* [YOUR INSTRUCTIONS]:
Only lines containing "String" are wanted from the data below. Copy those lines.
** Opening DATA EXTRACT block **
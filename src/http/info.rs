//! Informational page served when no target URL is given.

use axum::body::Body;
use axum::http::{header, HeaderValue, StatusCode};
use axum::response::Response;

use crate::config::RelayConfig;
use crate::http::request::CallerInfo;
use crate::security::HeaderOverlay;

/// Everything the page shows about the current caller.
#[derive(Debug, Clone, Default)]
pub struct InfoContext {
    /// `scheme://host` the relay was reached at.
    pub own_origin: String,
    pub origin: Option<String>,
    pub caller: CallerInfo,
    pub overlay: Option<HeaderOverlay>,
}

/// Render the page text.
pub fn render(config: &RelayConfig, ctx: &InfoContext) -> String {
    let mut page = String::new();
    page.push_str(&config.info.banner);
    page.push_str("\n\n");
    page.push_str(&format!("Source:\n{}\n\n", config.info.source_url));
    page.push_str(&format!("Usage:\n{}/?uri\n\n", ctx.own_origin));

    let mut limits = config.limits.advertised.iter();
    if let Some(first) = limits.next() {
        page.push_str(&format!("Limits: {}\n", first));
        for line in limits {
            page.push_str(&format!("        {}\n", line));
        }
        page.push('\n');
    }

    if let Some(origin) = &ctx.origin {
        page.push_str(&format!("Origin: {}\n", origin));
    }
    page.push_str(&format!(
        "IP: {}\n",
        ctx.caller.ip.as_deref().unwrap_or("unknown")
    ));
    if let Some(country) = &ctx.caller.country {
        page.push_str(&format!("Country: {}\n", country));
    }
    if let Some(colo) = &ctx.caller.datacenter {
        page.push_str(&format!("Datacenter: {}\n", colo));
    }
    page.push('\n');

    if let Some(overlay) = &ctx.overlay {
        page.push_str(&format!("x-cors-headers: {}\n", overlay.to_json()));
    }

    page
}

/// Build the 200 response. CORS headers are added by the caller.
pub fn info_response(config: &RelayConfig, ctx: &InfoContext) -> Response {
    let mut response = Response::new(Body::from(render(config, ctx)));
    *response.status_mut() = StatusCode::OK;
    response.headers_mut().insert(
        header::CONTENT_TYPE,
        HeaderValue::from_static("text/plain; charset=utf-8"),
    );
    response
}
** Closing DATA EXTRACT block **
* [ANSWER TO THIS EXERCISE]:
    pub own_origin: String,
    pub origin: Option<String>,
pub fn render(config: &RelayConfig, ctx: &InfoContext) -> String {
    let mut page = String::new();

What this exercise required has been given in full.